◆ **Records drawn from a dataset**
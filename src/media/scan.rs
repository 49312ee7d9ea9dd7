/// Folder scanning
///
/// Lists the supported images in a folder (non-recursive), sorted by name,
/// and counts outputs for project statistics.
use std::path::Path;
use walkdir::WalkDir;

use super::metadata::read_output_metadata;
use super::StoreError;
use crate::state::data::{
    Classification, Dimensions, Image, OutputLayout, Project, ProjectStats, FolderStats,
};

/// Supported image extensions (lower-case)
pub const SUPPORTED_EXTENSIONS: &[&str] = &["png", "jpg", "jpeg", "webp", "gif", "bmp"];

/// Check if a path is a supported image by extension
pub fn is_image_file(path: &Path) -> bool {
    path.extension()
        .map(|ext| ext.to_string_lossy().to_lowercase())
        .map(|ext| SUPPORTED_EXTENSIONS.contains(&ext.as_str()))
        .unwrap_or(false)
}

/// List all images directly inside `dir`, sorted case-insensitively by name
pub fn scan_folder(dir: &Path) -> Result<Vec<Image>, StoreError> {
    if !dir.is_dir() {
        return Err(StoreError::FolderNotFound(dir.to_path_buf()));
    }

    let mut images = Vec::new();

    for entry in WalkDir::new(dir)
        .min_depth(1)
        .max_depth(1)
        .follow_links(true)
        .into_iter()
        .filter_map(|e| e.ok())
    {
        let path = entry.path();

        // Only process files (not directories)
        if !path.is_file() || !is_image_file(path) {
            continue;
        }

        let size = entry.metadata().map(|m| m.len()).unwrap_or(0);

        // Header-only read; unreadable images simply have no dimensions
        let dimensions = image::image_dimensions(path)
            .ok()
            .map(|(width, height)| Dimensions { width, height });

        images.push(Image::new(path.to_path_buf(), size, dimensions));
    }

    images.sort_by_key(|image| image.name.to_lowercase());

    Ok(images)
}

/// Number of supported images directly inside `dir` (0 if it doesn't exist)
pub fn count_images(dir: &Path) -> u32 {
    if !dir.is_dir() {
        return 0;
    }

    WalkDir::new(dir)
        .min_depth(1)
        .max_depth(1)
        .into_iter()
        .filter_map(|e| e.ok())
        .filter(|e| e.path().is_file() && is_image_file(e.path()))
        .count() as u32
}

/// An image in a project output folder, with the source folder it came from
#[derive(Debug, Clone, PartialEq)]
pub struct OutputImage {
    pub image: Image,
    /// Empty when the origin is unknown
    pub source_folder_id: String,
}

/// List a project's output images for one bucket across all its folders
pub fn list_output_images(
    project: &Project,
    bucket: Classification,
) -> Result<Vec<OutputImage>, StoreError> {
    let mut outputs = Vec::new();

    match project.output_layout {
        OutputLayout::Unified => {
            let dir = project.path.join(bucket.dir_name());
            if dir.is_dir() {
                let metadata = read_output_metadata(&project.path)?;
                for image in scan_folder(&dir)? {
                    let source_folder_id = metadata
                        .file_origins
                        .get(&image.name)
                        .cloned()
                        .unwrap_or_default();
                    outputs.push(OutputImage {
                        image,
                        source_folder_id,
                    });
                }
            }
        }
        OutputLayout::PerFolder => {
            for folder in &project.folders {
                let dir = project.path.join(folder.name()).join(bucket.dir_name());
                // Folders that were never triaged have no output yet
                let Ok(images) = scan_folder(&dir) else {
                    continue;
                };
                outputs.extend(images.into_iter().map(|image| OutputImage {
                    image,
                    source_folder_id: folder.id.clone(),
                }));
            }
        }
    }

    outputs.sort_by_key(|output| output.image.name.to_lowercase());
    Ok(outputs)
}

/// Source and output counts for every folder of a project
pub fn project_stats(project: &Project) -> Result<ProjectStats, StoreError> {
    let mut stats = ProjectStats::default();

    // Unified outputs are attributed to folders through the origin metadata
    let unified = match project.output_layout {
        OutputLayout::Unified => Some(read_output_metadata(&project.path)?),
        OutputLayout::PerFolder => None,
    };

    for folder in &project.folders {
        let folder_name = folder.name();
        let source_count = count_images(&folder.source_path);

        let (keep_count, maybe_count) = match &unified {
            Some(metadata) => {
                let count_in = |bucket: Classification| {
                    let dir = project.path.join(bucket.dir_name());
                    metadata
                        .file_origins
                        .iter()
                        .filter(|(name, origin)| {
                            **origin == folder.id && dir.join(name.as_str()).is_file()
                        })
                        .count() as u32
                };
                (count_in(Classification::Keep), count_in(Classification::Maybe))
            }
            None => {
                let output = project.path.join(&folder_name);
                (
                    count_images(&output.join(Classification::Keep.dir_name())),
                    count_images(&output.join(Classification::Maybe.dir_name())),
                )
            }
        };

        stats.total_keep += keep_count;
        stats.total_maybe += maybe_count;
        stats.folders.push(FolderStats {
            folder_id: folder.id.clone(),
            folder_name,
            source_count,
            keep_count,
            maybe_count,
        });
    }

    Ok(stats)
}

#[cfg(test)]
mod tests {
    use super::*;
    use crate::media::metadata::{write_output_metadata, OutputMetadata};
    use crate::state::data::{Folder, OutputMode};
    use std::fs;
    use std::path::PathBuf;

    fn write_png(path: &Path, width: u32, height: u32) {
        image::RgbImage::new(width, height).save(path).unwrap();
    }

    fn project(root: &Path, layout: OutputLayout, folders: Vec<Folder>) -> Project {
        Project {
            id: "p1".to_string(),
            name: "Test".to_string(),
            path: root.to_path_buf(),
            created_at: "2026-01-01T00:00:00Z".to_string(),
            output_layout: layout,
            folders,
        }
    }

    fn folder(id: &str, source: PathBuf) -> Folder {
        Folder {
            id: id.to_string(),
            source_path: source,
            output_mode: OutputMode::Copy,
            added_at: "2026-01-01T00:00:00Z".to_string(),
        }
    }

    #[test]
    fn test_is_image_file() {
        assert!(is_image_file(Path::new("a.PNG")));
        assert!(is_image_file(Path::new("/x/y.jpeg")));
        assert!(!is_image_file(Path::new("notes.txt")));
        assert!(!is_image_file(Path::new("no_extension")));
    }

    #[test]
    fn test_scan_folder_sorts_and_filters() {
        let dir = tempfile::tempdir().unwrap();
        write_png(&dir.path().join("b.png"), 3, 2);
        write_png(&dir.path().join("A.png"), 1, 1);
        fs::write(dir.path().join("c.png"), b"not really a png").unwrap();
        fs::write(dir.path().join("readme.txt"), b"hi").unwrap();
        fs::create_dir(dir.path().join("nested.png")).unwrap();
        write_png(&dir.path().join("nested.png").join("deep.png"), 1, 1);

        let images = scan_folder(dir.path()).unwrap();
        let names: Vec<&str> = images.iter().map(|i| i.name.as_str()).collect();
        assert_eq!(names, vec!["A.png", "b.png", "c.png"]);
        assert_eq!(
            images[1].dimensions,
            Some(Dimensions {
                width: 3,
                height: 2
            })
        );
        assert_eq!(images[2].dimensions, None);
        assert_eq!(images[2].size, 16);
    }

    #[test]
    fn test_scan_missing_folder() {
        let dir = tempfile::tempdir().unwrap();
        let missing = dir.path().join("gone");
        assert!(matches!(
            scan_folder(&missing),
            Err(StoreError::FolderNotFound(_))
        ));
        assert_eq!(count_images(&missing), 0);
    }

    #[test]
    fn test_per_folder_outputs_and_stats() {
        let root = tempfile::tempdir().unwrap();
        let source = root.path().join("batch");
        fs::create_dir(&source).unwrap();
        write_png(&source.join("left.png"), 1, 1);

        let keep = root.path().join("batch").join("keep");
        fs::create_dir_all(&keep).unwrap();
        write_png(&keep.join("z.png"), 1, 1);
        write_png(&keep.join("y.png"), 1, 1);

        let project = project(
            root.path(),
            OutputLayout::PerFolder,
            vec![folder("f1", source), folder("f2", root.path().join("absent"))],
        );

        let outputs = list_output_images(&project, Classification::Keep).unwrap();
        let names: Vec<&str> = outputs.iter().map(|o| o.image.name.as_str()).collect();
        assert_eq!(names, vec!["y.png", "z.png"]);
        assert!(outputs.iter().all(|o| o.source_folder_id == "f1"));

        let stats = project_stats(&project).unwrap();
        assert_eq!(stats.total_keep, 2);
        assert_eq!(stats.total_maybe, 0);
        assert_eq!(stats.folders[0].source_count, 1);
        assert_eq!(stats.folders[1].source_count, 0);
    }

    #[test]
    fn test_unified_outputs_use_origin_metadata() {
        let root = tempfile::tempdir().unwrap();
        let maybe = root.path().join("maybe");
        fs::create_dir_all(&maybe).unwrap();
        write_png(&maybe.join("one.png"), 1, 1);
        write_png(&maybe.join("two.png"), 1, 1);

        let mut metadata = OutputMetadata::default();
        metadata.file_origins.insert("one.png".to_string(), "f1".to_string());
        write_output_metadata(root.path(), &metadata).unwrap();

        let project = project(
            root.path(),
            OutputLayout::Unified,
            vec![folder("f1", root.path().join("src"))],
        );

        let outputs = list_output_images(&project, Classification::Maybe).unwrap();
        assert_eq!(outputs.len(), 2);
        assert_eq!(outputs[0].source_folder_id, "f1");
        assert_eq!(outputs[1].source_folder_id, "");

        let stats = project_stats(&project).unwrap();
        assert_eq!(stats.folders[0].maybe_count, 1);
        assert_eq!(stats.total_keep, 0);
    }
}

◆ **What you need to do**
Copy every line in the data above that has the string "OutputLayout" in it.

◆ **The answer**
    Classification, Dimensions, Image, OutputLayout, Project, ProjectStats, FolderStats,
        OutputLayout::Unified => {
        OutputLayout::PerFolder => {
        OutputLayout::Unified => Some(read_output_metadata(&project.path)?),
        OutputLayout::PerFolder => None,
    fn project(root: &Path, layout: OutputLayout, folders: Vec<Folder>) -> Project {
            OutputLayout::PerFolder,
            OutputLayout::Unified,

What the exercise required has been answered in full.